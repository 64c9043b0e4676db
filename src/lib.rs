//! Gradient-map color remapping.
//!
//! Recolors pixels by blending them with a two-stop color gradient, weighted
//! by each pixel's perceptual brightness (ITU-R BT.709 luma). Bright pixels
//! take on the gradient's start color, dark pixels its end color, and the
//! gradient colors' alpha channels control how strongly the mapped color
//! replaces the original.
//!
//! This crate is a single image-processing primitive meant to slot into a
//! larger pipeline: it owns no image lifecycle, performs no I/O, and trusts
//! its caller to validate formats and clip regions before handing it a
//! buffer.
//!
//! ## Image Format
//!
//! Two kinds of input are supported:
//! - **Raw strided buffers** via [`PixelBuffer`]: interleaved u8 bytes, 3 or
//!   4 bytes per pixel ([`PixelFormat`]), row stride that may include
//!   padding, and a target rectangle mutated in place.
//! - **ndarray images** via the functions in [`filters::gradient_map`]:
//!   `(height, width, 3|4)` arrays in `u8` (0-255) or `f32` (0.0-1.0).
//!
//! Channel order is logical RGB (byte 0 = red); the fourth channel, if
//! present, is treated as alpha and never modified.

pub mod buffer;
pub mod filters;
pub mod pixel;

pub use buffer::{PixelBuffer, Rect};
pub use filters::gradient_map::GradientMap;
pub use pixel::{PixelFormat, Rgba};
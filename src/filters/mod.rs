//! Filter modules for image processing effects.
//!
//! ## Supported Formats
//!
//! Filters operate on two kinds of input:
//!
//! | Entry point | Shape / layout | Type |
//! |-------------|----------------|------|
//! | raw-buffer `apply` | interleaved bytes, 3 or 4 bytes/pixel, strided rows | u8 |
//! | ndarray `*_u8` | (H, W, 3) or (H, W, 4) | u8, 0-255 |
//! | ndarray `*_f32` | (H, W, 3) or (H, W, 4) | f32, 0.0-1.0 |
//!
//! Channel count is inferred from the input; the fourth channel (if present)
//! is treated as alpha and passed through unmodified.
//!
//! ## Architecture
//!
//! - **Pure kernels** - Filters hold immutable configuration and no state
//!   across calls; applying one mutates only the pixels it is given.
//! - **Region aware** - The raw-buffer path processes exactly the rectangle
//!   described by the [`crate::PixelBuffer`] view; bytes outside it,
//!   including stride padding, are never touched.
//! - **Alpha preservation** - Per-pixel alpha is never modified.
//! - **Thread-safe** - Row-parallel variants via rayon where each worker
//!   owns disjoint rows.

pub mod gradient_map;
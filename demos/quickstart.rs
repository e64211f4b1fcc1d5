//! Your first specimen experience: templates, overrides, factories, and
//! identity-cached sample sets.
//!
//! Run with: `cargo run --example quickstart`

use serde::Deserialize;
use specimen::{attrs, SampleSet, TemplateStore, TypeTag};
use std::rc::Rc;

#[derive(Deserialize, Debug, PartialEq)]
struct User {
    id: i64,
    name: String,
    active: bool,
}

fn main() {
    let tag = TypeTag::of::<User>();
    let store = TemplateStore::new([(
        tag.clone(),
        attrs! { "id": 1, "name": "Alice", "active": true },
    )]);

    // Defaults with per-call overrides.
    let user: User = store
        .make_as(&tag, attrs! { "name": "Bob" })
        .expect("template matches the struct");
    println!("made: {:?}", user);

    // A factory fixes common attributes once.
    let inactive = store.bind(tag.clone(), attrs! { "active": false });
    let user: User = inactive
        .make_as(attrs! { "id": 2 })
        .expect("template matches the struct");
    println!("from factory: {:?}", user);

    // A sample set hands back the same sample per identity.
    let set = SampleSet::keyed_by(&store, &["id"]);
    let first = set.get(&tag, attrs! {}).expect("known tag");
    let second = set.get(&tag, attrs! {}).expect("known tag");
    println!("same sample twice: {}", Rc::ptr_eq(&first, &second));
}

==

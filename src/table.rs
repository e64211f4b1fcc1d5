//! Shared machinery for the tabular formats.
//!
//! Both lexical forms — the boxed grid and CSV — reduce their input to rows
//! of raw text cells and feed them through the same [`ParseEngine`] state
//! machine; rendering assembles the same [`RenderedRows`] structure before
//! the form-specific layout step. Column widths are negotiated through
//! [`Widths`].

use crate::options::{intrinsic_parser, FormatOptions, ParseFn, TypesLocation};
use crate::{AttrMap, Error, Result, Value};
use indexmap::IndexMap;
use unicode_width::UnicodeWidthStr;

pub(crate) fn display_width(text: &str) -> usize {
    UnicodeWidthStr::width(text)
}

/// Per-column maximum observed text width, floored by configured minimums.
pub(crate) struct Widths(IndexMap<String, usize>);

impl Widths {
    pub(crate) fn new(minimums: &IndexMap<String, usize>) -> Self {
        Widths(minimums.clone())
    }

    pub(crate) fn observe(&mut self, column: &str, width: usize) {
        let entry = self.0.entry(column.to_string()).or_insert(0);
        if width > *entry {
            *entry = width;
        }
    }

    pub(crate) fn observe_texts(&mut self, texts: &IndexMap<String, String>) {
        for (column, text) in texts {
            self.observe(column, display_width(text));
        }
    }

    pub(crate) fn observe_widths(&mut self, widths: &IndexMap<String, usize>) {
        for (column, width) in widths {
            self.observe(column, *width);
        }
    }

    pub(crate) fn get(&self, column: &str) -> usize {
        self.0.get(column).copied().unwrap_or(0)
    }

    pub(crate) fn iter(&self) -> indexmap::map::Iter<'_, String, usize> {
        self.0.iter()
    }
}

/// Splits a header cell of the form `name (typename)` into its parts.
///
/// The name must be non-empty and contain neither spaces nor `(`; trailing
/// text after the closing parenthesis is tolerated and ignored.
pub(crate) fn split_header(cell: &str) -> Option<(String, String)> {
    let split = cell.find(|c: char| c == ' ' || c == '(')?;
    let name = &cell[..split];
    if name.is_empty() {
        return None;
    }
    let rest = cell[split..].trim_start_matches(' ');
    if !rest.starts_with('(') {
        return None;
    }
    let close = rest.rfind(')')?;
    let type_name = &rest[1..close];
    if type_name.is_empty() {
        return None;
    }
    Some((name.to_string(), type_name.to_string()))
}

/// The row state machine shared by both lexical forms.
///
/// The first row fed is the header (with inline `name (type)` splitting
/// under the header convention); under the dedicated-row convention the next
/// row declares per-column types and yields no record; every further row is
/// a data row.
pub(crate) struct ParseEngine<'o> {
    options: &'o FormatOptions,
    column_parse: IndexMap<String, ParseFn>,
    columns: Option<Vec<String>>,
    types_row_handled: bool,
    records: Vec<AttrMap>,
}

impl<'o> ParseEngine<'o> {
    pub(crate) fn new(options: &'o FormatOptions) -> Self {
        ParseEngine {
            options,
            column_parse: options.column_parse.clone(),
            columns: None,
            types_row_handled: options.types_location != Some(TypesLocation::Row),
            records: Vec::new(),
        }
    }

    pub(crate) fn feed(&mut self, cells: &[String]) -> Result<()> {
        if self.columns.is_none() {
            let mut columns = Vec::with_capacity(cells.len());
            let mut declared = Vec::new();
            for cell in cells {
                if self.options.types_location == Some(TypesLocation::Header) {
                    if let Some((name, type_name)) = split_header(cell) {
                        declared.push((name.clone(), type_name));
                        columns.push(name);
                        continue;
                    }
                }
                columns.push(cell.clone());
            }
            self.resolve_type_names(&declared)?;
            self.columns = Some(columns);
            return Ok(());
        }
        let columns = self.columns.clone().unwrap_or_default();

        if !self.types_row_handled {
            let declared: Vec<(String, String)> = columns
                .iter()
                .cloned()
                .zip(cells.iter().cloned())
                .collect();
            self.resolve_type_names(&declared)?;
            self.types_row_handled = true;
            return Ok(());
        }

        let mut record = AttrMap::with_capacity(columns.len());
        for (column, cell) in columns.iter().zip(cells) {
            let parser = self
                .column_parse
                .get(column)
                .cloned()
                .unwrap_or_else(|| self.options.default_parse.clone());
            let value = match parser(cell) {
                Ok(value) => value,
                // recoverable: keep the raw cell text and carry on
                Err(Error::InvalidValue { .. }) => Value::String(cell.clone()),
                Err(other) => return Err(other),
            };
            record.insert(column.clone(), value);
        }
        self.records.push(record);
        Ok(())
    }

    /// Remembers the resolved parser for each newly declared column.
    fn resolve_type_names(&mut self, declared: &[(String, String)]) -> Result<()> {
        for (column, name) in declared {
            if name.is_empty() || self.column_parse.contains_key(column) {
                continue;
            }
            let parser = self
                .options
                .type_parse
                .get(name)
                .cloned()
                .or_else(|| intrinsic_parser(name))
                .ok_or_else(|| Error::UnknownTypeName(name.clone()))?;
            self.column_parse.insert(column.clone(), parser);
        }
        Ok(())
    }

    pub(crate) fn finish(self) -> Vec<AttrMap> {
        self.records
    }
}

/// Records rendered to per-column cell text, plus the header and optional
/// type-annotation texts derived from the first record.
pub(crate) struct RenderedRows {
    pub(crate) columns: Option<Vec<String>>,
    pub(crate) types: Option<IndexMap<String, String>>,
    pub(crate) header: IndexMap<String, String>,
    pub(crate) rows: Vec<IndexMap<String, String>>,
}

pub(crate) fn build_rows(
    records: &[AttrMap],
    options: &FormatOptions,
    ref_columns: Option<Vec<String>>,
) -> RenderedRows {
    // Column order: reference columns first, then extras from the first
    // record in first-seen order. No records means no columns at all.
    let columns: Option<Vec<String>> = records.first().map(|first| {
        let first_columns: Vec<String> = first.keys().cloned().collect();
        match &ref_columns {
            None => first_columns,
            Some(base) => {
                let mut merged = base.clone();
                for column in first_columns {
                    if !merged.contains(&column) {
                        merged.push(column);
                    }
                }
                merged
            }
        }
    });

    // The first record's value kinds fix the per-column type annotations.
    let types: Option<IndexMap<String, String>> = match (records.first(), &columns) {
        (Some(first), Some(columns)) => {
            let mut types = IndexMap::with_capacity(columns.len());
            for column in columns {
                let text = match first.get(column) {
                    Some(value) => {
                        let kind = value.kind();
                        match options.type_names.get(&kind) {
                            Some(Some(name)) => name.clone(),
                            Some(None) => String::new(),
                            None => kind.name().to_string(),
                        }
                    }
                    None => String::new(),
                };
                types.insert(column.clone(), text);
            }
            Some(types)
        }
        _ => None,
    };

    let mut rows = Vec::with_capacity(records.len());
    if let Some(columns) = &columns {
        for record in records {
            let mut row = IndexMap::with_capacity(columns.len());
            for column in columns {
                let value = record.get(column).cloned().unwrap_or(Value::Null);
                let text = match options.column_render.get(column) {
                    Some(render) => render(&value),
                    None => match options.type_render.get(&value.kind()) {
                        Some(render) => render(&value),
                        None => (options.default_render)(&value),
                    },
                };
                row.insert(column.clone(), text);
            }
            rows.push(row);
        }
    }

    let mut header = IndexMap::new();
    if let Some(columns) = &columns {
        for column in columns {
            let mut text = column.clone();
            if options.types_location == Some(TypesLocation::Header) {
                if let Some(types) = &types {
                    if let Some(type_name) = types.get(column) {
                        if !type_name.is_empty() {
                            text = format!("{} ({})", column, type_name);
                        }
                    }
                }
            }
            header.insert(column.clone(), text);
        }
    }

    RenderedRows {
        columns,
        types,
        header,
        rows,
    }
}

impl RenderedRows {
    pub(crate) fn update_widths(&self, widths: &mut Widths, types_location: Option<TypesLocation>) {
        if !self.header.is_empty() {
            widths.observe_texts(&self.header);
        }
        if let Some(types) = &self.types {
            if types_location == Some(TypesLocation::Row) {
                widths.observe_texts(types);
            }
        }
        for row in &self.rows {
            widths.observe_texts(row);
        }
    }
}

Problem to work on = The required answer is the exact run of lines above starting at the line with "pub(crate) fn display_width(text: &str)" and ending at the line with "pub(crate) fn observe(&mut", with both ends present.

Answer for the task =
pub(crate) fn display_width(text: &str) -> usize {
    UnicodeWidthStr::width(text)
}

/// Per-column maximum observed text width, floored by configured minimums.
pub(crate) struct Widths(IndexMap<String, usize>);

impl Widths {
    pub(crate) fn new(minimums: &IndexMap<String, usize>) -> Self {
        Widths(minimums.clone())
    }

    pub(crate) fn observe(&mut self, column: &str, width: usize) {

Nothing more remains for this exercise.